Here's some of the things we did yesterday:

  • Third grade was learning Liza Jane on solfege, so as a class we decided where the stretchy band should be for each pitch.
  • In the primary grades we showed high and low sounds by holding the stretchy band over our head and in our lap.
  • We practiced bouncing the band to a steady beat and counting measures in groups of four beats.
  • In first grade, we listened to Elgar's piece, "Faeries and Giants." I asked the students to make a prediction about what the faeries would sound like and they voted by holding the band high or low.

I also told my students about my favorite part of using the stretchy band: putting it away! We counted down "3-2-1-GO!" and all let go of the band at the same time so that it snaps into the middle of the circle. What fun.

Have a great weekend!

Tuesday, October 21, 2014

Listening Lessons Three Ways

One of my goals for this school year is to incorporate more classical music into my lessons. I have many students that, for one reason or another, simply don't know how to respond when they hear certain genres of music.

Last year, I was at a new school and I wanted to play a recording of Renee Fleming before the superbowl so that the students would recognize her singing the national anthem. When they heard the vibrato in her voice, many of them burst out laughing. It was something that they had simply never been exposed to before.

I am making it my mission to change that.

I'm not setting out to impose my personal tastes in music on my students, but I feel that as their music teacher, it is my duty to introduce them to as many different styles and sounds as I possibly can. I know that for many of my kids, general music could be one of the last meaningful interactions that they have with classical music. I am going to do everything in my power to make sure that they leave elementary school having heard enough of it to understand and respond to it in meaningful ways.

Now that I've pontificated a bit on my personal philosophy, here are three ways that I used listening lessons with classical music this week: 

Kinder
To get us in a spooky mood, we used scarves while listening to Danse Macabre by Camille Saint-Saens. The scarves are such a great tool for visual and kinesthetic learners; we do so much with them!
  • We can roll it into a ball to show a soft dynamic
  • We can open it up wide to show a loud dynamic
  • We can bounce it to the beat to show staccato articulations
  • We can sway it side to side to show legato articulations
  • We can move it high and low to match the melodic contour
  • We can stand up, sit down, or toss and catch our scarf to show different sections of the form
Danse Macabre is such a great lesson in CONTRAST, which I love because our youngest children learn what something IS by comparing to what it IS NOT.

2nd Grade
A dear friend of mine from college recently left her teaching job to go back to grad school, and she left me many wonderful learning props. Among them were these strips to go along with In the Hall of the Mountain King by Edvard Grieg.

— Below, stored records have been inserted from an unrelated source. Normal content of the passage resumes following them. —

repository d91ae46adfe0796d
//! Constants shared by builders and matrices

/// Default initial capacity hint for builder buffers
pub const DEFAULT_INITIAL_CAPACITY: usize = 1024;

/// Largest column index a compressed-row matrix can store
///
/// Column indices are stored as `u32` and `column + 1` must stay
/// representable as the column count.
pub const MAX_COLUMN_INDEX: i64 = u32::MAX as i64 - 1;

/// Structure flags reported by a finalized matrix
pub const UPPER_TRIANGULAR: u8 = 2;
pub const LOWER_TRIANGULAR: u8 = 4;
pub const SORTED_INDICES: u8 = 8;
pub mod create;
pub mod delete;
pub mod get;
pub mod list;
pub mod update;

use actix_web::{HttpResponse, Result as ActixResult};
use std::sync::Arc;

use crate::models::students::requests::{CreateStudentRequest, UpdateStudentRequest};
use crate::storage::Storage;
use crate::utils::validate::{validate_age, validate_text};

pub struct StudentService {
    storage: Arc<dyn Storage>,
}

impl StudentService {
    pub fn new(storage: Arc<dyn Storage>) -> Self {
        Self { storage }
    }

    pub(crate) fn get_storage(&self) -> Arc<dyn Storage> {
        self.storage.clone()
    }

    // 获取学生列表
    pub async fn list_students(&self) -> ActixResult<HttpResponse> {
        list::list_students(self).await
    }

    // 创建学生
    pub async fn create_student(
        &self,
        student_data: CreateStudentRequest,
    ) -> ActixResult<HttpResponse> {
        create::create_student(self, student_data).await
    }

    // 根据ID获取学生
    pub async fn get_student(&self, student_id: i64) -> ActixResult<HttpResponse> {
        get::get_student(self, student_id).await
    }

    // 更新学生信息
    pub async fn update_student(
        &self,
        student_id: i64,
        update_data: UpdateStudentRequest,
    ) -> ActixResult<HttpResponse> {
        update::update_student(self, student_id, update_data).await
    }

    // 删除学生
    pub async fn delete_student(&self, student_id: i64) -> ActixResult<HttpResponse> {
        delete::delete_student(self, student_id).await
    }
}

/// 校验学生字段，None 表示该字段未提供
pub(crate) fn validate_student_fields(
    first_name: Option<&str>,
    last_name: Option<&str>,
    age: Option<i32>,
    grade: Option<&str>,
) -> Result<(), String> {
    if let Some(first_name) = first_name {
        validate_text("FirstName", first_name)?;
    }
    if let Some(last_name) = last_name {
        validate_text("LastName", last_name)?;
    }
    if let Some(age) = age {
        validate_age(age)?;
    }
    if let Some(grade) = grade {
        validate_text("Grade", grade)?;
    }
    Ok(())
}
use config::{Config, ConfigError, Environment, File};
use std::sync::OnceLock;

use super::{AppConfig, JwtConfig};

static APP_CONFIG: OnceLock<AppConfig> = OnceLock::new();

/// 读取非空环境变量
fn env_non_empty(key: &str) -> Option<String> {
    std::env::var(key).ok().filter(|v| !v.trim().is_empty())
}

/// 生成随机 JWT 密钥
fn generate_random_secret(length: usize) -> String {
    use rand::Rng;
    const CHARSET: &[u8] = b"ABCDEFGHIJKLMNOPQRSTUVWXYZabcdefghijklmnopqrstuvwxyz0123456789";
    let mut rng = rand::rng();
    (0..length)
        .map(|_| {
            let idx = rng.random_range(0..CHARSET.len());
            CHARSET[idx] as char
        })
        .collect()
}

/// 未配置密钥时使用进程级随机密钥，重启后已签发的令牌全部失效
///
/// 加载配置时日志尚未初始化，由调用方根据 `secret_generated` 输出警告。
fn ensure_jwt_secret(jwt: &mut JwtConfig) {
    if jwt.secret.trim().is_empty() {
        jwt.secret = generate_random_secret(48);
        jwt.secret_generated = true;
    }
}

impl AppConfig {
    /// 加载配置
    pub fn load() -> Result<Self, ConfigError> {
        let mut builder = Config::builder()
            // 默认值
            .set_default("app.system_name", "School Registry")?
            .set_default("app.environment", "development")?
            .set_default("app.log_level", "info")?
            .set_default("server.host", "0.0.0.0")?
            .set_default("server.port", 5000)?
            .set_default("server.workers", 0)?
            .set_default("server.max_workers", 16)?
            .set_default("server.timeouts.client_request", 5000)?
            .set_default("server.timeouts.client_disconnect", 1000)?
            .set_default("server.timeouts.keep_alive", 75)?
            .set_default("server.limits.max_payload_size", 1_048_576)?
            .set_default("jwt.secret", "")?
            .set_default("jwt.access_token_expiry", 60)?
            .set_default("argon2.memory_cost", 19456)?
            .set_default("argon2.time_cost", 2)?
            .set_default("argon2.parallelism", 1)?
            .set_default("database.url", "")?
            .set_default("database.engine", "")?
            .set_default("database.user", "")?
            .set_default("database.password", "")?
            .set_default("database.name", "")?
            .set_default("database.host", "")?
            .set_default("database.pool_size", 10)?
            .set_default("database.timeout", 30)?
            .set_default("cors.allowed_origin", "http://localhost:5173")?
            .set_default(
                "cors.allowed_methods",
                vec!["GET", "POST", "PUT", "PATCH", "DELETE", "HEAD"],
            )?
            .set_default(
                "cors.allowed_headers",
                vec!["Origin", "Content-Length", "Content-Type"],
            )?
            .set_default("cors.allow_credentials", true)?
            .set_default("cors.max_age", 12 * 60 * 60)?
            // 首先加载默认配置文件
            .add_source(File::with_name("config").required(false))
            // 然后根据环境加载特定配置文件
            .add_source(
                File::with_name(&format!(
                    "config.{}",
                    std::env::var("APP_ENV").unwrap_or_else(|_| "development".into())
                ))
                .required(false),
            )
            // 最后加载环境变量覆盖
            .add_source(
                Environment::with_prefix("REGISTRY")
                    .prefix_separator("_")
                    .separator("__")
                    .try_parsing(true),
            );

        // 支持从环境变量加载
        builder = builder
            .set_override_option("app.environment", env_non_empty("APP_ENV"))?
            .set_override_option("app.log_level", env_non_empty("RUST_LOG"))?
            .set_override_option("server.host", env_non_empty("SERVER_HOST"))?
            .set_override_option("server.workers", env_non_empty("CPU_COUNT"))?
            .set_override_option("jwt.secret", env_non_empty("JWT_SECRET"))?
            .set_override_option("cors.allowed_origin", env_non_empty("CORS_ORIGIN"))?
            .set_override_option("database.url", env_non_empty("DATABASE_URL"))?
            .set_override_option("database.engine", env_non_empty("DB_TYPE"))?
            .set_override_option("database.user", env_non_empty("DB_USER"))?
            .set_override_option("database.password", env_non_empty("DB_PASSWORD"))?
            .set_override_option("database.name", env_non_empty("DB_NAME"))?
            .set_override_option("database.host", env_non_empty("DB_HOST"))?
            .set_override_option("database.port", env_non_empty("DB_PORT"))?;

        let config = builder.build()?;
        let mut app_config: AppConfig = config.try_deserialize()?;

        // 处理工作线程数
        if app_config.server.workers == 0 {
            app_config.server.workers = num_cpus::get().min(app_config.server.max_workers);
        }

        ensure_jwt_secret(&mut app_config.jwt);

        Ok(app_config)
    }

    /// 获取全局配置实例
    pub fn get() -> &'static AppConfig {
        APP_CONFIG.get_or_init(|| {
            Self::load().unwrap_or_else(|e| {
                eprintln!("Failed to load configuration: {e}");
                std::process::exit(1);
            })
        })
    }

    /// 初始化配置 (在应用启动时调用)
    pub fn init() -> Result<(), ConfigError> {
        let config = Self::load()?;
        APP_CONFIG
            .set(config)
            .map_err(|_| ConfigError::Message("Configuration already initialized".to_string()))?;
        Ok(())
    }

    /// 检查是否为开发环境
    pub fn is_development(&self) -> bool {
        self.app.environment == "development"
    }

    /// 获取服务器绑定地址
    pub fn server_bind_address(&self) -> String {
        format!("{}:{}", self.server.host, self.server.port)
    }
}

#[cfg(test)]
mod tests {
    use super::*;

    #[test]
    fn test_defaults() {
        let config = AppConfig::load().expect("defaults should load");
        assert_eq!(config.server.port, 5000);
        assert_eq!(config.cors.max_age, 43200);
        assert!(config.cors.allow_credentials);
        assert_eq!(
            config.cors.allowed_methods,
            vec!["GET", "POST", "PUT", "PATCH", "DELETE", "HEAD"]
        );
        assert!(config.server.workers >= 1);
        assert!(!config.jwt.secret.is_empty());
    }

    #[test]
    fn test_missing_jwt_secret_is_generated_and_flagged() {
        let mut jwt = JwtConfig {
            secret: String::new(),
            access_token_expiry: 60,
            secret_generated: false,
        };
        ensure_jwt_secret(&mut jwt);
        assert_eq!(jwt.secret.len(), 48);
        assert!(jwt.secret_generated);

        let mut configured = JwtConfig {
            secret: "configured-secret".to_string(),
            access_token_expiry: 60,
            secret_generated: false,
        };
        ensure_jwt_secret(&mut configured);
        assert_eq!(configured.secret, "configured-secret");
        assert!(!configured.secret_generated);
    }

    #[test]
    fn test_random_secret() {
        let a = generate_random_secret(48);
        let b = generate_random_secret(48);
        assert_eq!(a.len(), 48);
        assert_ne!(a, b);
    }
}
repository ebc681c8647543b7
use actix_web::{HttpResponse, Result as ActixResult};
use tracing::error;

use super::UserService;
use crate::errors::RegistryError;
use crate::models::{
    ApiResponse, ErrorCode,
    users::{requests::UpdateUserRequest, responses::UserResponse},
};
use crate::utils::password::hash_password_blocking;
use crate::utils::validate::{
    normalize_email, validate_email, validate_password_simple, validate_text,
};

pub async fn update_user(
    service: &UserService,
    email: &str,
    mut update_data: UpdateUserRequest,
) -> ActixResult<HttpResponse> {
    // 验证新邮箱
    if let Some(new_email) = update_data.email.as_deref() {
        let new_email = normalize_email(new_email);
        if let Err(msg) = validate_email(&new_email) {
            return Ok(HttpResponse::BadRequest()
                .json(ApiResponse::error_empty(ErrorCode::UserEmailInvalid, msg)));
        }
        update_data.email = Some(new_email);
    }

    if let Some(name) = update_data.name.as_deref() {
        if let Err(msg) = validate_text("Name", name) {
            return Ok(HttpResponse::BadRequest()
                .json(ApiResponse::error_empty(ErrorCode::ValidationFailed, msg)));
        }
        update_data.name = Some(name.trim().to_string());
    }

    // 新密码需重新哈希
    if let Some(password) = update_data.password.take() {
        if let Err(msg) = validate_password_simple(&password) {
            return Ok(HttpResponse::BadRequest()
                .json(ApiResponse::error_empty(ErrorCode::UserPasswordInvalid, msg)));
        }
        match hash_password_blocking(password).await {
            Ok(hash) => update_data.password = Some(hash),
            Err(e) => {
                error!("Password hashing failed: {e}");
                return Ok(
                    HttpResponse::InternalServerError().json(ApiResponse::error_empty(
                        ErrorCode::InternalServerError,
                        "Password hashing failed",
                    )),
                );
            }
        }
    }

    let storage = service.get_storage();

    match storage.update_user(email, update_data).await {
        Ok(Some(user)) => Ok(HttpResponse::Ok().json(ApiResponse::success(
            UserResponse { user },
            "User information updated successfully",
        ))),
        Ok(None) => Ok(HttpResponse::NotFound()
            .json(ApiResponse::error_empty(ErrorCode::UserNotFound, "User not found"))),
        Err(RegistryError::Conflict(msg)) => Ok(HttpResponse::Conflict()
            .json(ApiResponse::error_empty(ErrorCode::UserAlreadyExists, msg))),
        Err(e) => {
            error!("Failed to update user {email}: {e}");
            Ok(
                HttpResponse::InternalServerError().json(ApiResponse::error_empty(
                    ErrorCode::UserUpdateFailed,
                    format!("Failed to update user information: {e}"),
                )),
            )
        }
    }
}
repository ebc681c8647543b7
pub use sea_orm_migration::prelude::*;

mod m20250301_000001_create_tables;

pub struct Migrator;

#[async_trait::async_trait]
impl MigratorTrait for Migrator {
    fn migrations() -> Vec<Box<dyn MigrationTrait>> {
        vec![Box::new(m20250301_000001_create_tables::Migration)]
    }
}
use actix_web::{HttpResponse, Result as ActixResult};

use super::SubjectService;
use crate::models::subjects::responses::SubjectResponse;
use crate::models::{ApiResponse, ErrorCode};

pub async fn get_subject(service: &SubjectService, subject_id: i64) -> ActixResult<HttpResponse> {
    let storage = service.get_storage();

    match storage.get_subject_by_id(subject_id).await {
        Ok(Some(subject)) => Ok(HttpResponse::Ok().json(ApiResponse::success(
            SubjectResponse { subject },
            "Subject information retrieved successfully",
        ))),
        Ok(None) => Ok(HttpResponse::NotFound().json(ApiResponse::error_empty(
            ErrorCode::SubjectNotFound,
            "Subject not found",
        ))),
        Err(e) => Ok(
            HttpResponse::InternalServerError().json(ApiResponse::error_empty(
                ErrorCode::InternalServerError,
                format!("Failed to get subject information: {e}"),
            )),
        ),
    }
}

After telling my second graders the story of the hero and his harrowing escape from the trolls in the mountain, we reenacted the story and sang the main theme saying "run run" for ti-ti and "troll" for ta. After singing it that way for a while, I let the class in on a fun secret: the rhythm to this song is exactly the same as Mary Had a Little Lamb... so we sang the theme again and filled in the nursery rhyme lyrics. What fun!

We also followed a great interactive listening map for this piece that came with my Spotlight On Music 2nd grade curriculum.

5th Grade
For fifth grade, I wanted to give my students the opportunity to really sit and listen to Danse Macabre. I created this listening guide (currently a freebie on my TPT store) and asked them to fill in as many boxes as they could while the piece was playing. We reviewed the difference between open- and closed- ended questions and the difference between writing our facts and writing our opinions. I got some great responses!


I hope my different types of listening lessons have resonated with my students this week. I figure if I got them humming the tune on their way out the door, I've done something right.